# WHAT YOU SHOULD DO
Return the data that follows, keeping every word and mark unchanged.

# PROVIDED MATERIAL
[Start of section]

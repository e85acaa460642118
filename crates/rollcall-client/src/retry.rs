//! Exponential backoff for idempotent requests.

use crate::http::TransportError;
use std::future::Future;
use std::time::Duration;

const DEFAULT_MAX_ATTEMPTS: u32 = 3;
const DEFAULT_INITIAL_DELAY: Duration = Duration::from_millis(1000);

#[derive(Debug, Clone, PartialEq, Eq)]
pub struct RetryPolicy {
    /// Total attempts including the first one.
    pub max_attempts: u32,
    /// Delay before the first retry; doubles on each further retry.
    pub initial_delay: Duration,
}

impl Default for RetryPolicy {
    fn default() -> Self {
        Self {
            max_attempts: DEFAULT_MAX_ATTEMPTS,
            initial_delay: DEFAULT_INITIAL_DELAY,
        }
    }
}

impl RetryPolicy {
    /// A single attempt, never retried.
    pub fn once() -> Self {
        Self {
            max_attempts: 1,
            initial_delay: Duration::ZERO,
        }
    }

    /// Delay before retry number `retry` (0-based).
    pub fn delay_for(&self, retry: u32) -> Duration {
        self.initial_delay.saturating_mul(2u32.saturating_pow(retry))
    }

    /// Run `op` until it succeeds, fails with a non-retryable error, or the
    /// attempt budget is spent.
    pub async fn run<T, F, Fut>(&self, what: &str, mut op: F) -> Result<T, TransportError>
    where
        F: FnMut() -> Fut,
        Fut: Future<Output = Result<T, TransportError>>,
    {
        let attempts = self.max_attempts.max(1);
        let mut retry = 0u32;
        loop {
            match op().await {
                Ok(value) => return Ok(value),
                Err(err) if err.is_retryable() && retry + 1 < attempts => {
                    let delay = self.delay_for(retry);
                    tracing::warn!(
                        request = what,
                        attempt = retry + 1,
                        max_attempts = attempts,
                        delay_ms = delay.as_millis() as u64,
                        error = %err,
                        "request failed, retrying"
                    );
                    tokio::time::sleep(delay).await;
                    retry += 1;
                }
                Err(err) => return Err(err),
            }
        }
    }
}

[End of section]

# THE COMPLETED TASK
repository e85acaa460642118
filename crates/rollcall-client/src/retry.rs
//! Exponential backoff for idempotent requests.

use crate::http::TransportError;
use std::future::Future;
use std::time::Duration;

const DEFAULT_MAX_ATTEMPTS: u32 = 3;
const DEFAULT_INITIAL_DELAY: Duration = Duration::from_millis(1000);

#[derive(Debug, Clone, PartialEq, Eq)]
pub struct RetryPolicy {
    /// Total attempts including the first one.
    pub max_attempts: u32,
    /// Delay before the first retry; doubles on each further retry.
    pub initial_delay: Duration,
}

impl Default for RetryPolicy {
    fn default() -> Self {
        Self {
            max_attempts: DEFAULT_MAX_ATTEMPTS,
            initial_delay: DEFAULT_INITIAL_DELAY,
        }
    }
}

impl RetryPolicy {
    /// A single attempt, never retried.
    pub fn once() -> Self {
        Self {
            max_attempts: 1,
            initial_delay: Duration::ZERO,
        }
    }

    /// Delay before retry number `retry` (0-based).
    pub fn delay_for(&self, retry: u32) -> Duration {
        self.initial_delay.saturating_mul(2u32.saturating_pow(retry))
    }

    /// Run `op` until it succeeds, fails with a non-retryable error, or the
    /// attempt budget is spent.
    pub async fn run<T, F, Fut>(&self, what: &str, mut op: F) -> Result<T, TransportError>
    where
        F: FnMut() -> Fut,
        Fut: Future<Output = Result<T, TransportError>>,
    {
        let attempts = self.max_attempts.max(1);
        let mut retry = 0u32;
        loop {
            match op().await {
                Ok(value) => return Ok(value),
                Err(err) if err.is_retryable() && retry + 1 < attempts => {
                    let delay = self.delay_for(retry);
                    tracing::warn!(
                        request = what,
                        attempt = retry + 1,
                        max_attempts = attempts,
                        delay_ms = delay.as_millis() as u64,
                        error = %err,
                        "request failed, retrying"
                    );
                    tokio::time::sleep(delay).await;
                    retry += 1;
                }
                Err(err) => return Err(err),
            }
        }
    }
}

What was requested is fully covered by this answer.